NOTES DE VOYAGES, PAR M. F. SCHICKLER.
(Suite et fin.)


Dans une petite cour basse, étroite et garnie, au premier et unique étage, d’une galerie en bois, se tiennent la femme de Hamet et ses deux filles, Aïstra et Fatima. La femme est petite, grosse, ornée d’un turban rouge se terminant en pointe élevée et d’une robe bleue ; Aïstra est tout à fait charmante, drapée avec un goût remarquable dans de transparentes mousselines blanches, et les bras nus et bien formés ornés de pesants bracelets d’argent ; Fatima, moins jolie que son aînée et coiffée d’un bonnet pointu rouge, me donne avec répugnance la poignée de main que son père commande de m’offrir, puis se réfugie dans la galerie et s’y livre à la vive hilarité que ma visite lui inspire.

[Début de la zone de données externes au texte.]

use std::fs;
use std::io;
use std::path::{Path, PathBuf};

use crate::insight_core::ErrorCurve;
use crate::utils::AnalysisError;

/// Write a curve as CSV: one row per x value with training and test error
pub fn write_curve<W: io::Write>(curve: &ErrorCurve, writer: W) -> crate::Result<()> {
    let mut csv_writer = csv::Writer::from_writer(writer);
    csv_writer.write_record([curve.x_label.as_str(), "training error", "test error"])?;

    for ((x, train), test) in curve.x.iter().zip(&curve.train_error).zip(&curve.test_error) {
        csv_writer.write_record(&[x.to_string(), train.to_string(), test.to_string()])?;
    }

    csv_writer.flush()?;
    Ok(())
}

/// Write every curve into `dir`, one file per curve named after its title
pub fn export_curves(curves: &[ErrorCurve], dir: &Path) -> crate::Result<Vec<PathBuf>> {
    fs::create_dir_all(dir).map_err(|e| {
        AnalysisError::DatasetError(format!("failed to create {}: {}", dir.display(), e))
    })?;

    let mut written = Vec::with_capacity(curves.len());
    for curve in curves {
        let path = dir.join(format!("{}.csv", slugify(&curve.title)));
        let file = fs::File::create(&path).map_err(|e| {
            AnalysisError::DatasetError(format!("failed to create {}: {}", path.display(), e))
        })?;
        write_curve(curve, io::BufWriter::new(file))?;
        written.push(path);
    }

    Ok(written)
}

/// Lowercase ASCII alphanumerics joined by single underscores
pub fn slugify(title: &str) -> String {
    let mut slug = String::with_capacity(title.len());
    for c in title.chars() {
        if c.is_ascii_alphanumeric() {
            slug.push(c.to_ascii_lowercase());
        } else if !slug.is_empty() && !slug.ends_with('_') {
            slug.push('_');
        }
    }
    while slug.ends_with('_') {
        slug.pop();
    }
    slug
}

De la cour on pénètre dans trois pièces plus longues que larges, dont chacune occupe un côté de la maison ; c’est l’ordre généralement observé dans les habitations mauresques, où le quatrième côté, réservé à l’entrée, est pourvu de doubles portes et de guetteurs grillagés ; les chambres sont garnies de tapis turcs et d’étagères du Maroc ; certes ce n’est pas la une bien riche résidence, mais avec l’impossibilité où l’on se trouve de pénétrer dans ces demeures mauresques, je dois m’estimer heureux d’avoir jeté ce coup d’œil à la dérobée. Hamet, en en ressortant, me dit qu’il a eu plaisir à me montrer sa famille, mais me recommande le secret ; il craint, dit-il, ses coreligionnaires d’une part, et de l’autre les demandes indiscrètes d’autres étrangers ; mais j’imagine que je ne suis pas le premier Européen qu’il ait honoré de cette faveur.

Désirant connaître un peu les environs de la ville, j’envoie Hamet chercher des chevaux ; il m’amène bientôt un poney gris, et nous nous mettons en quête d’un coursier pour lui-même ; c’est alors que j’apprécie à sa juste valeur le pavé de Tanger, avec ses rocs, ses profondeurs, ses marches plus roides qu’un sentier montagneux. Enfin, Hamet découvre un cheval, porteur d’une haute selle à marchandises, sur laquelle se perche mon guide, les deux jambes pendantes du même côté, le caban bleu négligemment jeté sur les épaules, les replis de son turban menaçant de se dérouler au vent et ramenés sur la tête dans une pittoresque irrégularité, le fusil croisé devant lui. Près de la ville s’étendent d’abord de vastes plaines, parsemées de bouquets d’aloès, à gauche un fond de montagnes, à droite au loin l’océan. C’est une charmante promenade qui sert aux divertissements équestres des familles consulaires. Nous nous enfonçons ensuite dans un sentier bordé et dominé par les haies de gigantesques aloès et dégénérant bientôt en véritable ravin. Comment décrire cette promenade où le sentier, souvent interrompu, court sur des pierres, sur des rochers, descend les pentes rocailleuses, passe les ruisseaux à gué ? Les chevaux glissent, mais Hamet n’en répète pas moins que les coursiers berbères aiment précisément les routes de ce genre et s’ennuieraient si le chemin était aisé. La nature compense cependant, par sa nouveauté, les peines de la route. Ces lignes de collines et de montagnes arides, ces vastes ravins au fond desquels coulent de petits torrents, ces touffes d’aloès d’où jaillit parfois la belle fleur funeste à la plante qui l’a produite, ces immenses haies de roseaux de dix à douze pieds de hauteur, ces horizons aux tons violacés, ces premières plaines du désert, tout cela c’est l’Afrique dans sa sauvage immensité, et Hamet, se retournant souvent vers moi, s’écrie avec orgueil : « Comme c’est beau la Barbarie ! N’est-ce pas que c’est un des plus beaux pays du monde ? N’est-ce pas que c’est mieux que l’Espagne ? »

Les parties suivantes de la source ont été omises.